◆ **What you have to do**
Nothing but the entries, copied exactly, should appear in the response.

Stored data
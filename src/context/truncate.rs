//! Budget-aware truncation

use super::tokens::TokenEstimator;

/// Share of the budget paragraphs may fill, leaving room for the trailing notice
const PARAGRAPH_FILL_RATIO: f64 = 0.9;

/// Result of paragraph-preserving truncation
#[derive(Debug, Clone, PartialEq, Eq)]
pub struct Truncation {
    pub text: String,
    /// Paragraphs kept whole
    pub kept: usize,
    /// Paragraphs left out and counted in the notice
    pub omitted: usize,
}

impl Truncation {
    pub fn is_truncated(&self) -> bool {
        self.omitted > 0
    }
}

/// Shrink text to a token budget without splitting paragraphs.
///
/// Whole paragraphs (blank-line separated) are kept while the running estimate
/// stays under 90% of the budget. The first paragraph that would cross it ends the
/// scan, and a notice counts the paragraphs left out. A lone paragraph larger
/// than the budget is dropped, never cut.
pub fn truncate_preserving_structure(text: &str, token_budget: u32, estimator: &dyn TokenEstimator) -> String {
    truncate_paragraphs(text, token_budget, estimator).text
}

/// Like `truncate_preserving_structure`, also reporting how many paragraphs were kept and omitted
pub fn truncate_paragraphs(text: &str, token_budget: u32, estimator: &dyn TokenEstimator) -> Truncation {
    let paragraphs: Vec<&str> = text
        .split("\n\n")
        .filter(|p| !p.trim().is_empty())
        .collect();

    if estimator.estimate(text) <= token_budget {
        return Truncation {
            text: text.to_string(),
            kept: paragraphs.len(),
            omitted: 0,
        };
    }

    let limit = (token_budget as f64 * PARAGRAPH_FILL_RATIO) as u32;
    let separator_tokens = estimator.estimate("\n\n");

    let mut kept: Vec<&str> = Vec::new();
    let mut running = 0u32;
    for paragraph in &paragraphs {
        let cost = estimator.estimate(paragraph) + if kept.is_empty() { 0 } else { separator_tokens };
        if running + cost >= limit {
            break;
        }
        running += cost;
        kept.push(paragraph);
    }

    let omitted = paragraphs.len() - kept.len();
    let mut out = kept.join("\n\n");
    if omitted > 0 {
        if !out.is_empty() {
            out.push_str("\n\n");
        }
        out.push_str(&format!("... ({} more sections truncated for brevity)", omitted));
    }
    Truncation {
        text: out,
        kept: kept.len(),
        omitted,
    }
}

/// Hard-cut text to `max_tokens × chars_per_token` characters with an ellipsis.
///
/// Returns `None` when not even the ellipsis plus one character fits.
pub fn truncate_chars(text: &str, max_tokens: u32, chars_per_token: usize) -> Option<String> {
    let max_chars = (max_tokens as usize).saturating_mul(chars_per_token);
    if text.chars().count() <= max_chars {
        return Some(text.to_string());
    }
    if max_chars <= 3 {
        return None;
    }
    let cut: String = text.chars().take(max_chars - 3).collect();
    Some(format!("{}...", cut.trim_end()))
}

#[cfg(test)]
mod tests {
    use super::*;
    use crate::context::tokens::{estimate_tokens, HeuristicEstimator};

    fn paragraph(tokens: usize) -> String {
        "word ".repeat(tokens * 4 / 5).trim_end().to_string()
    }

    #[test]
    fn test_fits_unchanged() {
        let text = "one\n\ntwo";
        assert_eq!(truncate_preserving_structure(text, 100, &HeuristicEstimator), text);
    }

    #[test]
    fn test_truncates_at_paragraph_boundary() {
        let paras: Vec<String> = (0..5).map(|_| paragraph(100)).collect();
        let text = paras.join("\n\n");
        let out = truncate_preserving_structure(&text, 250, &HeuristicEstimator);

        assert!(out.starts_with(&paras[0]));
        assert!(out.ends_with("... (3 more sections truncated for brevity)"));
        assert!(estimate_tokens(&out) <= 250);

        let report = truncate_paragraphs(&text, 250, &HeuristicEstimator);
        assert_eq!(report.text, out);
        assert_eq!((report.kept, report.omitted), (2, 3));
        assert!(report.is_truncated());
    }

    #[test]
    fn test_quoted_notice_is_not_truncation() {
        let text = "We saw \"... (2 more sections truncated for brevity)\" in an old export.\n\nSecond note.";
        let result = truncate_paragraphs(text, 100, &HeuristicEstimator);
        assert_eq!(result.text, text);
        assert_eq!((result.kept, result.omitted), (2, 0));
        assert!(!result.is_truncated());
    }

    #[test]
    fn test_oversized_single_paragraph_omitted() {
        let text = format!("{}\n\nsmall", paragraph(500));
        let result = truncate_paragraphs(&text, 100, &HeuristicEstimator);
        assert_eq!(result.text, "... (2 more sections truncated for brevity)");
        assert_eq!(result.kept, 0);
    }

    #[test]
    fn test_truncate_chars() {
        assert_eq!(truncate_chars("short", 10, 4).as_deref(), Some("short"));
        assert_eq!(truncate_chars("abcdefghij", 2, 4).as_deref(), Some("abcde..."));
        assert_eq!(truncate_chars("abcdefghij", 0, 4), None);
        assert_eq!(truncate_chars("日本語のテキスト", 1, 4).as_deref(), Some("日..."));
    }
}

◆ **Finished task**
filename src/context/truncate.rs
//! Budget-aware truncation

use super::tokens::TokenEstimator;

/// Share of the budget paragraphs may fill, leaving room for the trailing notice
const PARAGRAPH_FILL_RATIO: f64 = 0.9;

/// Result of paragraph-preserving truncation
#[derive(Debug, Clone, PartialEq, Eq)]
pub struct Truncation {
    pub text: String,
    /// Paragraphs kept whole
    pub kept: usize,
    /// Paragraphs left out and counted in the notice
    pub omitted: usize,
}

impl Truncation {
    pub fn is_truncated(&self) -> bool {
        self.omitted > 0
    }
}

/// Shrink text to a token budget without splitting paragraphs.
///
/// Whole paragraphs (blank-line separated) are kept while the running estimate
/// stays under 90% of the budget. The first paragraph that would cross it ends the
/// scan, and a notice counts the paragraphs left out. A lone paragraph larger
/// than the budget is dropped, never cut.
pub fn truncate_preserving_structure(text: &str, token_budget: u32, estimator: &dyn TokenEstimator) -> String {
    truncate_paragraphs(text, token_budget, estimator).text
}

/// Like `truncate_preserving_structure`, also reporting how many paragraphs were kept and omitted
pub fn truncate_paragraphs(text: &str, token_budget: u32, estimator: &dyn TokenEstimator) -> Truncation {
    let paragraphs: Vec<&str> = text
        .split("\n\n")
        .filter(|p| !p.trim().is_empty())
        .collect();

    if estimator.estimate(text) <= token_budget {
        return Truncation {
            text: text.to_string(),
            kept: paragraphs.len(),
            omitted: 0,
        };
    }

    let limit = (token_budget as f64 * PARAGRAPH_FILL_RATIO) as u32;
    let separator_tokens = estimator.estimate("\n\n");

    let mut kept: Vec<&str> = Vec::new();
    let mut running = 0u32;
    for paragraph in &paragraphs {
        let cost = estimator.estimate(paragraph) + if kept.is_empty() { 0 } else { separator_tokens };
        if running + cost >= limit {
            break;
        }
        running += cost;
        kept.push(paragraph);
    }

    let omitted = paragraphs.len() - kept.len();
    let mut out = kept.join("\n\n");
    if omitted > 0 {
        if !out.is_empty() {
            out.push_str("\n\n");
        }
        out.push_str(&format!("... ({} more sections truncated for brevity)", omitted));
    }
    Truncation {
        text: out,
        kept: kept.len(),
        omitted,
    }
}

/// Hard-cut text to `max_tokens × chars_per_token` characters with an ellipsis.
///
/// Returns `None` when not even the ellipsis plus one character fits.
pub fn truncate_chars(text: &str, max_tokens: u32, chars_per_token: usize) -> Option<String> {
    let max_chars = (max_tokens as usize).saturating_mul(chars_per_token);
    if text.chars().count() <= max_chars {
        return Some(text.to_string());
    }
    if max_chars <= 3 {
        return None;
    }
    let cut: String = text.chars().take(max_chars - 3).collect();
    Some(format!("{}...", cut.trim_end()))
}

#[cfg(test)]
mod tests {
    use super::*;
    use crate::context::tokens::{estimate_tokens, HeuristicEstimator};

    fn paragraph(tokens: usize) -> String {
        "word ".repeat(tokens * 4 / 5).trim_end().to_string()
    }

    #[test]
    fn test_fits_unchanged() {
        let text = "one\n\ntwo";
        assert_eq!(truncate_preserving_structure(text, 100, &HeuristicEstimator), text);
    }

    #[test]
    fn test_truncates_at_paragraph_boundary() {
        let paras: Vec<String> = (0..5).map(|_| paragraph(100)).collect();
        let text = paras.join("\n\n");
        let out = truncate_preserving_structure(&text, 250, &HeuristicEstimator);

        assert!(out.starts_with(&paras[0]));
        assert!(out.ends_with("... (3 more sections truncated for brevity)"));
        assert!(estimate_tokens(&out) <= 250);

        let report = truncate_paragraphs(&text, 250, &HeuristicEstimator);
        assert_eq!(report.text, out);
        assert_eq!((report.kept, report.omitted), (2, 3));
        assert!(report.is_truncated());
    }

    #[test]
    fn test_quoted_notice_is_not_truncation() {
        let text = "We saw \"... (2 more sections truncated for brevity)\" in an old export.\n\nSecond note.";
        let result = truncate_paragraphs(text, 100, &HeuristicEstimator);
        assert_eq!(result.text, text);
        assert_eq!((result.kept, result.omitted), (2, 0));
        assert!(!result.is_truncated());
    }

    #[test]
    fn test_oversized_single_paragraph_omitted() {
        let text = format!("{}\n\nsmall", paragraph(500));
        let result = truncate_paragraphs(&text, 100, &HeuristicEstimator);
        assert_eq!(result.text, "... (2 more sections truncated for brevity)");
        assert_eq!(result.kept, 0);
    }

    #[test]
    fn test_truncate_chars() {
        assert_eq!(truncate_chars("short", 10, 4).as_deref(), Some("short"));
        assert_eq!(truncate_chars("abcdefghij", 2, 4).as_deref(), Some("abcde..."));
        assert_eq!(truncate_chars("abcdefghij", 0, 4), None);
        assert_eq!(truncate_chars("日本語のテキスト", 1, 4).as_deref(), Some("日..."));
    }
}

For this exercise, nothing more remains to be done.